X, an exempt trade association, publishes a single periodical which carries advertising. During 1971, X realizes a total of $40,000 from the sale of advertising in the periodical (gross advertising income) and $60,000 from the sales of the periodical to members and nonmembers (circulation income). The total periodical costs are $90,000 of which $50,000 is directly connected with the sale and publication of advertising (direct advertising costs) and $40,000 is attributable to the production and distribution of the readership content (readership costs). Since the direct advertising costs of the periodical ($50,000) exceed gross advertising income ($40,000), pursuant to subdivision (i) of this subparagraph, the unrelated business taxable income attributable to advertising is determined solely on the basis of the income and deductions directly connected with the production and sale of the advertising:
Gross advertising revenue $40,000
Direct advertising costs (50,000)
Loss attributable to advertising (10,000)

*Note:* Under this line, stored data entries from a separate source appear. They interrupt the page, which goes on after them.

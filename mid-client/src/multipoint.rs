//! Multi-point temperature cables
//!
//! A cable hangs off one hub unit (port, address) on one of its channels and
//! carries up to [`MAX_POINTS`] probes, each with its own 64-bit bus address.
//! Reading it takes a fixed sequence of hub commands:
//!
//! ```text
//! InitReset -> Enumerate(0..6) -> PostAddressReset -> ReadTemperature(0..6) -> PostReadReset -> Done
//! ```
//!
//! Slot `i` of the temperature reads belongs to the probe enumerated at slot
//! `i`. Resets may fail spuriously on real cables and are only logged. A
//! failed enumerate or read leaves its slot empty and the sequence goes on,
//! so every run ends with the post-read reset.

use crate::error::{MidError, MidResult};
use chrono::{DateTime, Utc};
use mid_core::{ErrorCode, ErrorResponse, Reading, ReadingType, SensorId};
use mid_protocol::codec::ds18b20_fahrenheit;
use mid_protocol::{CommandDescriptor, CommandOutcome, UnitCommand, EMPTY_SLOT};
use mid_session::CommandExchange;

/// Probes per cable
pub const MAX_POINTS: u8 = 6;

/// Hottest plausible probe reading in °F; above it the probe never measured
pub const MAX_VALID_FAHRENHEIT: f64 = 180.0;

/// Step of the multi-point command sequence
#[derive(Debug, Clone, Copy, PartialEq, Eq)]
pub enum MultiPointPhase {
    InitReset,
    /// Reading the bus address of slot n
    Enumerate(u8),
    PostAddressReset,
    /// Reading the temperature of slot n
    ReadTemperature(u8),
    PostReadReset,
    Done,
}

impl MultiPointPhase {
    /// Phase that follows this one
    pub fn next(&self) -> MultiPointPhase {
        match *self {
            MultiPointPhase::InitReset => MultiPointPhase::Enumerate(0),
            MultiPointPhase::Enumerate(n) if n + 1 < MAX_POINTS => MultiPointPhase::Enumerate(n + 1),
            MultiPointPhase::Enumerate(_) => MultiPointPhase::PostAddressReset,
            MultiPointPhase::PostAddressReset => MultiPointPhase::ReadTemperature(0),
            MultiPointPhase::ReadTemperature(n) if n + 1 < MAX_POINTS => {
                MultiPointPhase::ReadTemperature(n + 1)
            }
            MultiPointPhase::ReadTemperature(_) => MultiPointPhase::PostReadReset,
            MultiPointPhase::PostReadReset | MultiPointPhase::Done => MultiPointPhase::Done,
        }
    }

    pub fn is_reset(&self) -> bool {
        matches!(
            self,
            MultiPointPhase::InitReset
                | MultiPointPhase::PostAddressReset
                | MultiPointPhase::PostReadReset
        )
    }

    /// Validate a phase transition
    ///
    /// Phases only move forward one step at a time; any phase may jump to
    /// `Done` when the sequence is abandoned.
    pub fn validate_transition(&self, new_phase: MultiPointPhase) -> MidResult<()> {
        if new_phase == self.next() || new_phase == MultiPointPhase::Done {
            Ok(())
        } else {
            Err(MidError::InvalidData(format!(
                "Invalid multi-point transition: {} -> {}",
                self.as_str(),
                new_phase.as_str()
            )))
        }
    }

    pub fn as_str(&self) -> &'static str {
        match self {
            MultiPointPhase::InitReset => "InitReset",
            MultiPointPhase::Enumerate(_) => "Enumerate",
            MultiPointPhase::PostAddressReset => "PostAddressReset",
            MultiPointPhase::ReadTemperature(_) => "ReadTemperature",
            MultiPointPhase::PostReadReset => "PostReadReset",
            MultiPointPhase::Done => "Done",
        }
    }
}

impl Default for MultiPointPhase {
    fn default() -> Self {
        MultiPointPhase::InitReset
    }
}

/// Kind of the first enumerate or read failure of a run
#[derive(Debug, Clone, Copy, PartialEq, Eq)]
enum SlotFailure {
    Transport,
    Reply,
}

/// How enumerated probes map to sensor ids
#[derive(Debug, Clone, PartialEq, Eq)]
pub enum MultiPointAddressing {
    /// Each sensor id lists the bus addresses it may answer from
    Explicit(Vec<(SensorId, Vec<u64>)>),
    /// No bus addresses configured: every populated slot is reported under
    /// this one sensor id
    Unassigned(SensorId),
}

/// One cable and the state of its command sequence
#[derive(Debug, Clone)]
pub struct MultiPointSession {
    port: u8,
    address: u16,
    channel: u8,
    addressing: MultiPointAddressing,
    phase: MultiPointPhase,
    bus_addresses: Vec<Option<u64>>,
    temperatures: Vec<Option<f64>>,
    slot_failure: Option<SlotFailure>,
}

impl MultiPointSession {
    pub fn new(port: u8, address: u16, channel: u8, addressing: MultiPointAddressing) -> Self {
        Self {
            port,
            address,
            channel,
            addressing,
            phase: MultiPointPhase::InitReset,
            bus_addresses: vec![None; MAX_POINTS as usize],
            temperatures: vec![None; MAX_POINTS as usize],
            slot_failure: None,
        }
    }

    pub fn port(&self) -> u8 {
        self.port
    }

    pub fn address(&self) -> u16 {
        self.address
    }

    pub fn channel(&self) -> u8 {
        self.channel
    }

    pub fn addressing(&self) -> &MultiPointAddressing {
        &self.addressing
    }

    pub fn phase(&self) -> MultiPointPhase {
        self.phase
    }

    /// Every sensor id reported by this cable
    pub fn sensor_ids(&self) -> Vec<SensorId> {
        match &self.addressing {
            MultiPointAddressing::Explicit(sensors) => sensors.iter().map(|(id, _)| *id).collect(),
            MultiPointAddressing::Unassigned(id) => vec![*id],
        }
    }

    /// Hub commands issued by one full sequence
    pub fn command_count(&self) -> usize {
        3 + 2 * MAX_POINTS as usize
    }

    /// Forget the results of the previous cycle
    pub fn reset(&mut self) {
        self.phase = MultiPointPhase::InitReset;
        self.bus_addresses.iter_mut().for_each(|slot| *slot = None);
        self.temperatures.iter_mut().for_each(|slot| *slot = None);
        self.slot_failure = None;
    }

    /// Whether an enumerate or read command failed in the last run
    pub fn has_failed_slots(&self) -> bool {
        self.slot_failure.is_some()
    }

    /// Command sent in a given phase; `None` once done
    pub fn descriptor(&self, phase: MultiPointPhase) -> Option<CommandDescriptor> {
        let command = match phase {
            MultiPointPhase::InitReset
            | MultiPointPhase::PostAddressReset
            | MultiPointPhase::PostReadReset => UnitCommand::MultiPointReset,
            MultiPointPhase::Enumerate(_) => UnitCommand::MultiPointAddress(self.channel),
            MultiPointPhase::ReadTemperature(_) => UnitCommand::MultiPointRead(self.channel),
            MultiPointPhase::Done => return None,
        };
        Some(CommandDescriptor::bare(command, self.port, &[self.address]))
    }

    /// Run the whole command sequence
    ///
    /// Hub-reported faults are added to `errors`. A failed enumerate or read
    /// leaves its slot empty; once the sequence is done, sensors left without
    /// a probe because of such a failure get timeout or parse error records.
    pub async fn run<E>(&mut self, link: &mut E, at: DateTime<Utc>, errors: &mut ErrorResponse)
    where
        E: CommandExchange + ?Sized,
    {
        self.reset();
        while let Some(descriptor) = self.descriptor(self.phase) {
            let result = link.exchange(&descriptor, at).await;
            let recorded = result.and_then(|outcome| {
                errors.extend(outcome.errors.clone());
                self.record(&descriptor, &outcome)
            });

            if let Err(e) = recorded {
                if self.phase.is_reset() {
                    log::info!("Ignoring failed reset of {}: {}", descriptor, e);
                } else {
                    log::warn!(
                        "Multi-point {} failed for {}: {}",
                        self.phase.as_str(),
                        descriptor,
                        e
                    );
                    let kind = if e.is_transport() {
                        SlotFailure::Transport
                    } else {
                        SlotFailure::Reply
                    };
                    self.slot_failure.get_or_insert(kind);
                }
            }

            if let Err(e) = self.advance(self.phase.next()) {
                log::error!("{}", e);
                self.phase = MultiPointPhase::Done;
            }
        }

        match self.slot_failure {
            Some(SlotFailure::Transport) => errors.add_timeout_errors(self.unmatched_sensor_ids()),
            Some(SlotFailure::Reply) => errors.add_parse_errors(self.unmatched_sensor_ids()),
            None => {}
        }
    }

    fn advance(&mut self, next: MultiPointPhase) -> MidResult<()> {
        self.phase.validate_transition(next)?;
        self.phase = next;
        Ok(())
    }

    fn record(&mut self, descriptor: &CommandDescriptor, outcome: &CommandOutcome) -> MidResult<()> {
        let (slot, value) = match self.phase {
            MultiPointPhase::Enumerate(slot) | MultiPointPhase::ReadTemperature(slot) => {
                (slot as usize, unit_value(descriptor, outcome)?)
            }
            _ => {
                if outcome.has_readings_packet() {
                    return Ok(());
                }
                return Err(no_unit_data(descriptor, outcome));
            }
        };

        if let MultiPointPhase::Enumerate(_) = self.phase {
            log::debug!("Slot {} of {} holds {:016X}", slot, descriptor, value);
            self.bus_addresses[slot] = Some(value);
        } else {
            self.temperatures[slot] = Some(ds18b20_fahrenheit(value as u16));
        }
        Ok(())
    }

    /// Pair enumerated probes with configured sensor ids
    pub fn compose(&self, at: DateTime<Utc>) -> Vec<Reading> {
        let populated = self.populated();

        let mut readings = Vec::new();
        match &self.addressing {
            MultiPointAddressing::Explicit(sensors) => {
                for (sensor_id, allowed) in sensors {
                    let mut found = false;
                    for bus_address in allowed {
                        let matches: Vec<f64> = populated
                            .iter()
                            .filter(|(address, _)| address == bus_address)
                            .map(|(_, temperature)| *temperature)
                            .collect();
                        if matches.is_empty() {
                            log::warn!(
                                "No probe {:016X} for sensor {} on port {} unit {} ch{}",
                                bus_address,
                                sensor_id,
                                self.port,
                                self.address,
                                self.channel
                            );
                        }
                        for temperature in matches {
                            found = true;
                            readings.push(self.reading(*sensor_id, temperature, at));
                        }
                    }
                    if !found {
                        readings.push(Reading::failed(
                            *sensor_id,
                            ReadingType::MultiPoint,
                            None,
                            ErrorCode::MISSING,
                            at,
                        ));
                    }
                }
            }
            MultiPointAddressing::Unassigned(sensor_id) => {
                log::info!(
                    "No probe addresses configured on port {} unit {} ch{}, reporting every probe as sensor {}",
                    self.port,
                    self.address,
                    self.channel,
                    sensor_id
                );
                for (_, temperature) in &populated {
                    readings.push(self.reading(*sensor_id, *temperature, at));
                }
            }
        }
        readings
    }

    /// Probes that answered both their enumerate and their read
    fn populated(&self) -> Vec<(u64, f64)> {
        self.bus_addresses
            .iter()
            .zip(&self.temperatures)
            .filter_map(|(address, temperature)| match (address, temperature) {
                (Some(address), Some(temperature)) if *address != EMPTY_SLOT => {
                    Some((*address, *temperature))
                }
                _ => None,
            })
            .collect()
    }

    /// Sensor ids no answering probe maps to
    fn unmatched_sensor_ids(&self) -> Vec<SensorId> {
        let populated = self.populated();
        match &self.addressing {
            MultiPointAddressing::Explicit(sensors) => sensors
                .iter()
                .filter(|(_, allowed)| {
                    !populated.iter().any(|(address, _)| allowed.contains(address))
                })
                .map(|(id, _)| *id)
                .collect(),
            MultiPointAddressing::Unassigned(id) if populated.is_empty() => vec![*id],
            MultiPointAddressing::Unassigned(_) => Vec::new(),
        }
    }

    fn reading(&self, sensor_id: SensorId, temperature: f64, at: DateTime<Utc>) -> Reading {
        let reading = Reading::new(sensor_id, ReadingType::MultiPoint, temperature, temperature, at);
        if temperature > MAX_VALID_FAHRENHEIT {
            log::warn!("Default multi-point value returned for sensor {}", sensor_id);
            reading.with_error(ErrorCode::DEFAULT_VALUE)
        } else {
            reading
        }
    }
}

fn unit_value(descriptor: &CommandDescriptor, outcome: &CommandOutcome) -> MidResult<u64> {
    // the hub zeroes the payload of a unit it reports a fault for
    if !outcome.faults.is_empty() {
        return Err(no_unit_data(descriptor, outcome));
    }
    outcome
        .units
        .first()
        .and_then(|unit| unit.field(0))
        .ok_or_else(|| no_unit_data(descriptor, outcome))
}

fn no_unit_data(descriptor: &CommandDescriptor, outcome: &CommandOutcome) -> MidError {
    match outcome.faults.first() {
        Some((code, _)) => MidError::InvalidData(format!("hub reported {} for {}", code, descriptor)),
        None => MidError::ReplyParse(format!("no unit data in reply to {}", descriptor)),
    }
}
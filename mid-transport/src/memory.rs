//! In-memory transport driven by a reply script

use crate::error::{MidError, MidResult};
use crate::stream::{StreamAccessor, TransportLayer};
use async_trait::async_trait;
use std::collections::VecDeque;
use std::time::Duration;

/// Scripted stand-in for a hub link
///
/// Every completed `write` pops the next scripted reply and makes it
/// readable, chunk by chunk, the way datagrams arrive on a UDP socket. A
/// scripted `None` models a hub that stays silent: reads then fail with
/// [`MidError::Timeout`].
#[derive(Debug, Default)]
pub struct MemoryTransport {
    script: VecDeque<Option<Vec<Vec<u8>>>>,
    inbound: VecDeque<Vec<u8>>,
    written: Vec<Vec<u8>>,
    timeout: Option<Duration>,
    clears: usize,
    closed: bool,
}

impl MemoryTransport {
    pub fn new() -> Self {
        Self {
            closed: true,
            ..Self::default()
        }
    }

    /// Queue a reply made of a single chunk
    pub fn reply(mut self, bytes: impl Into<Vec<u8>>) -> Self {
        self.script.push_back(Some(vec![bytes.into()]));
        self
    }

    /// Queue a reply delivered as several chunks
    pub fn reply_chunks(mut self, chunks: Vec<Vec<u8>>) -> Self {
        self.script.push_back(Some(chunks));
        self
    }

    /// Queue a command the hub never answers
    pub fn silence(mut self) -> Self {
        self.script.push_back(None);
        self
    }

    /// Leave bytes in the input buffer before any command is sent
    pub fn stale_input(mut self, bytes: impl Into<Vec<u8>>) -> Self {
        self.inbound.push_back(bytes.into());
        self
    }

    /// Frames written so far, one entry per `write` call
    pub fn written(&self) -> &[Vec<u8>] {
        &self.written
    }

    /// Number of times the input buffer was cleared
    pub fn clear_count(&self) -> usize {
        self.clears
    }

    /// Last timeout set by the session
    pub fn timeout(&self) -> Option<Duration> {
        self.timeout
    }

    /// Scripted replies not yet consumed
    pub fn remaining_script(&self) -> usize {
        self.script.len()
    }
}

#[async_trait]
impl TransportLayer for MemoryTransport {
    async fn open(&mut self) -> MidResult<()> {
        self.closed = false;
        Ok(())
    }
}

#[async_trait]
impl StreamAccessor for MemoryTransport {
    async fn set_timeout(&mut self, timeout: Option<Duration>) -> MidResult<()> {
        self.timeout = timeout;
        Ok(())
    }

    async fn read(&mut self, buf: &mut [u8]) -> MidResult<usize> {
        let Some(chunk) = self.inbound.front_mut() else {
            return Err(MidError::Timeout);
        };

        let n = buf.len().min(chunk.len());
        buf[..n].copy_from_slice(&chunk[..n]);
        chunk.drain(..n);
        if chunk.is_empty() {
            self.inbound.pop_front();
        }
        Ok(n)
    }

    async fn write(&mut self, buf: &[u8]) -> MidResult<usize> {
        if self.closed {
            return Err(MidError::Connection(std::io::Error::new(
                std::io::ErrorKind::NotConnected,
                "Memory transport not opened",
            )));
        }
        self.written.push(buf.to_vec());
        if let Some(Some(chunks)) = self.script.pop_front() {
            self.inbound
                .extend(chunks.into_iter().filter(|chunk| !chunk.is_empty()));
        }
        Ok(buf.len())
    }

    async fn flush(&mut self) -> MidResult<()> {
        Ok(())
    }

    async fn clear_input(&mut self) -> MidResult<()> {
        self.inbound.clear();
        self.clears += 1;
        Ok(())
    }

    fn is_closed(&self) -> bool {
        self.closed
    }

    async fn close(&mut self) -> MidResult<()> {
        self.closed = true;
        Ok(())
    }
}
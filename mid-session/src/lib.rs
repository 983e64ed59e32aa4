//! Session layer for the MID sensor hub
//!
//! This crate drives a transport: it writes one encoded command at a time,
//! reads the reply back with the framing of the link, and keeps the input
//! buffer in sync after failures.

pub mod error;
pub mod link;
pub mod session;
pub mod settings;
pub mod statistics;

pub use error::{MidError, MidResult};
pub use link::{failure_records, CommandExchange, HubLink};
pub use session::{pong_matches, HubSession};
pub use settings::{
    ReplyFraming, SessionSettings, DEFAULT_REPLY_TIMEOUT_PER_ADDRESS, MAX_DATAGRAM_SIZE,
};
pub use statistics::SessionStatistics;
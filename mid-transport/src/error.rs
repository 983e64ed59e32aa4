//! Error types for the transport layer

pub use mid_core::error::{MidError, MidResult};
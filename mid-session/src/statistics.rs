//! Session statistics collection

/// Counters kept by a hub session
///
/// Updated by the session as commands go out and replies come back; callers
/// may read them at any time to judge link health.
#[derive(Debug, Clone, Default, PartialEq, Eq)]
pub struct SessionStatistics {
    /// Commands written to the transport
    pub commands_sent: u64,
    /// Non-empty replies read back
    pub replies_received: u64,
    /// Commands the hub did not answer in time
    pub timeouts: u64,
    /// Reply packets rejected by framing checks
    pub framing_errors: u64,
    /// Input buffer flushes after a failed exchange
    pub resyncs: u64,
}

impl SessionStatistics {
    pub fn new() -> Self {
        Self::default()
    }

    /// Reset every counter to zero
    pub fn clear(&mut self) {
        *self = Self::default();
    }

    pub fn increment_commands_sent(&mut self) {
        self.commands_sent += 1;
    }

    pub fn increment_replies_received(&mut self) {
        self.replies_received += 1;
    }

    pub fn increment_timeouts(&mut self) {
        self.timeouts += 1;
    }

    pub fn add_framing_errors(&mut self, count: u64) {
        self.framing_errors += count;
    }

    pub fn increment_resyncs(&mut self) {
        self.resyncs += 1;
    }

    /// Share of sent commands that got no reply, as a percentage
    ///
    /// Returns 0.0 before the first command.
    pub fn unanswered_rate(&self) -> f64 {
        if self.commands_sent == 0 {
            0.0
        } else {
            let unanswered = self.commands_sent.saturating_sub(self.replies_received);
            unanswered as f64 / self.commands_sent as f64 * 100.0
        }
    }
}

X has realized a loss of $10,000 from its advertising activity. This loss is an allowable deduction in computing X's unrelated business taxable income derived from any other unrelated trade or business activity.
Example 2.
Assume the facts as stated in example 1, except that the circulation income of X periodical is $100,000 instead of $60,000, and that of the total periodical costs, $25,000 are direct advertising costs, and $65,000 are readership costs. Since the circulation income ($100,000) exceeds the total readership costs ($65,000), pursuant to subdivision (ii)(a) of this subparagraph the unrelated business taxable income attributable to the advertising activity is $15,000, the excess of gross advertising income ($40,000) over direct advertising costs ($25,000).
Example 3.
Assume the facts as stated in example 1, except that of the total periodical costs, $20,000 are direct advertising costs and $70,000 are readership costs. Since the readership costs of the periodical ($70,000), exceed the circulation income ($60,000), pursuant to subdivision (ii) (b) of this subparagraph the unrelated business taxable income attributable to advertising is the excess of the total income attributable to the periodical over the total periodical costs. Thus, X has unrelated business taxable income attributable to the advertising activity of $10,000 ($100,000 total income attributable to the periodical less $90,000 total periodical costs).
Example 4.
Assume the facts as stated in example 1, except that the total periodical costs are $120,000 of which $30,000 are direct advertising costs and $90,000 are readership costs. Since the readership costs of the periodical ($90,000), exceed the circulation income ($60,000), pursuant to subdivision (ii) (b) of this subparagraph the unrelated business taxable income attributable to advertising is the excess, if any, of the total income attributable to the periodical over the total periodical costs. Since the total income of the periodical ($100,000) does not exceed the total periodical costs ($120,000), X has not derived any unrelated business taxable income from the advertising activity. Further, only $70,000 of the $90,000 of readership costs may be deducted in computing unrelated business taxable income since as provided in subdivision (ii) of this subparagraph, such costs may be deducted, to the extent they exceed circulation income, only to the extent they do not result in a loss from the advertising activity. Thus, there is no loss from such activity, and no amount may be deducted on this account in computing X's unrelated trade or business income derived from any other unrelated trade or business activity.
(3) Income attributable to exempt organization periodicals—
(i) In general. For purposes of this paragraph the total income attributable to an exempt organization periodical is the sum of its gross advertising income and its circulation income.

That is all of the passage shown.